Decidimos nos separar e em 29 de fevereiro de 2016, pus meus 64 anos dentro de duas malas de 23 kg e cheguei à Austrália.
Cheguei otimista e com um inglês bem básico, achando que iria viver com os filhos e cuidar dos netos, mas sou muito ativa e como tenho um visto que me permite estudar e trabalhar, fiquei irrequieta.
Primeiro tentei, por vários meses, um emprego na minha área, fui chamada para algumas
entrevistas, mas o Inglês mal falado sempre pegava. Viver com uma mesada do filho era surreal para mim, que sempre fui financeiramente independente desde meus 17 anos. Os negócios no Brasil indo de mal a pior, sem chances de me manter aqui na Austrália.
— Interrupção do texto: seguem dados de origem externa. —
use rdkafka::message::{BorrowedMessage, Headers, Message};

/// Lets librdkafka's partitioner pick the partition on produce
pub const PARTITION_ANY: i32 = -1;

/// Offset of a message that has not been written yet
pub const OFFSET_UNSET: i64 = -1001;

/// An owned Kafka record, as handed to `KafkaProducer::produce` or returned by
/// `KafkaConsumer::fetch_message`.
///
/// `key: None` and `key: Some(vec![])` are different keys for partitioning.
#[derive(Debug, Clone, PartialEq, Eq)]
pub struct BrokerMessage {
    pub topic: String,
    pub partition: i32,
    pub offset: i64,
    pub key: Option<Vec<u8>>,
    pub value: Option<Vec<u8>>,
    pub timestamp: Option<i64>, // milliseconds since the epoch
    pub headers: Vec<(String, Vec<u8>)>,
}

impl BrokerMessage {
    /// Message for the producer's default topic, partitioned by librdkafka
    pub fn new(key: Option<Vec<u8>>, value: Option<Vec<u8>>) -> Self {
        Self {
            topic: String::new(),
            partition: PARTITION_ANY,
            offset: OFFSET_UNSET,
            key,
            value,
            timestamp: None,
            headers: Vec::new(),
        }
    }

    pub fn with_topic(mut self, topic: impl Into<String>) -> Self {
        self.topic = topic.into();
        self
    }

    pub fn with_partition(mut self, partition: i32) -> Self {
        self.partition = partition;
        self
    }

    pub fn with_timestamp(mut self, timestamp_ms: i64) -> Self {
        self.timestamp = Some(timestamp_ms);
        self
    }

    pub fn with_header(mut self, key: impl Into<String>, value: impl Into<Vec<u8>>) -> Self {
        self.headers.push((key.into(), value.into()));
        self
    }

    pub fn key(&self) -> Option<&[u8]> {
        self.key.as_deref()
    }

    pub fn value(&self) -> Option<&[u8]> {
        self.value.as_deref()
    }

    pub fn header(&self, key: &str) -> Option<&[u8]> {
        self.headers
            .iter()
            .find(|(k, _)| k == key)
            .map(|(_, v)| v.as_slice())
    }
}

impl From<&BorrowedMessage<'_>> for BrokerMessage {
    fn from(message: &BorrowedMessage<'_>) -> Self {
        let headers = message
            .headers()
            .map(|headers| {
                headers
                    .iter()
                    .map(|header| {
                        (
                            header.key.to_string(),
                            header.value.map(<[u8]>::to_vec).unwrap_or_default(),
                        )
                    })
                    .collect()
            })
            .unwrap_or_default();

        Self {
            topic: message.topic().to_string(),
            partition: message.partition(),
            offset: message.offset(),
            key: message.key().map(<[u8]>::to_vec),
            value: message.payload().map(<[u8]>::to_vec),
            timestamp: message.timestamp().to_millis(),
            headers,
        }
    }
}
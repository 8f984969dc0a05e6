pub mod classify;
pub mod config;
pub mod kafka_consumer;
pub mod kafka_producer;
pub mod message;
pub mod partitioner;
pub mod rebalance;
pub mod test;

pub use classify::{classify_error, BrokerErrorExt};
pub use config::{AuthMode, ConfigError, ConsumerConfig, KafkaConfig, ProducerConfig};
pub use kafka_consumer::{ConsumerError, KafkaConsumer};
pub use kafka_producer::{KafkaProducer, ProducerError};
pub use message::{BrokerMessage, OFFSET_UNSET, PARTITION_ANY};
pub use partitioner::{get_partition, try_get_partition, PartitionAlgorithm, PartitionError};
pub use rebalance::{InitialOffsetHandler, RebalanceHandler};

// Re-exported so callers can name offsets without depending on rdkafka directly
pub use rdkafka::Offset;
Então achei que era melhor encontrar um curso para melhorar o inglês, procurando na Internet, encontrei um curso subsidiado por uma organização multicultural e pelo governo. Tudo que eu precisava. SEM CUSTOS! Quando cheguei lá, fui entrevistada por uma chinesa que me convenceu que meu inglês era bom (fiz um teste) e que eu tinha que fazer um curso para educadora de crianças até quatro anos e trabalhar em creches porque o mercado estava carente desses profissionais.
Isso nunca tinha me passado pela cabeça e me lembrei da minha mãe! Ela sempre tinha um ditado para todas as ocasiões: “Em terra de sapo, de cócoras com ele”.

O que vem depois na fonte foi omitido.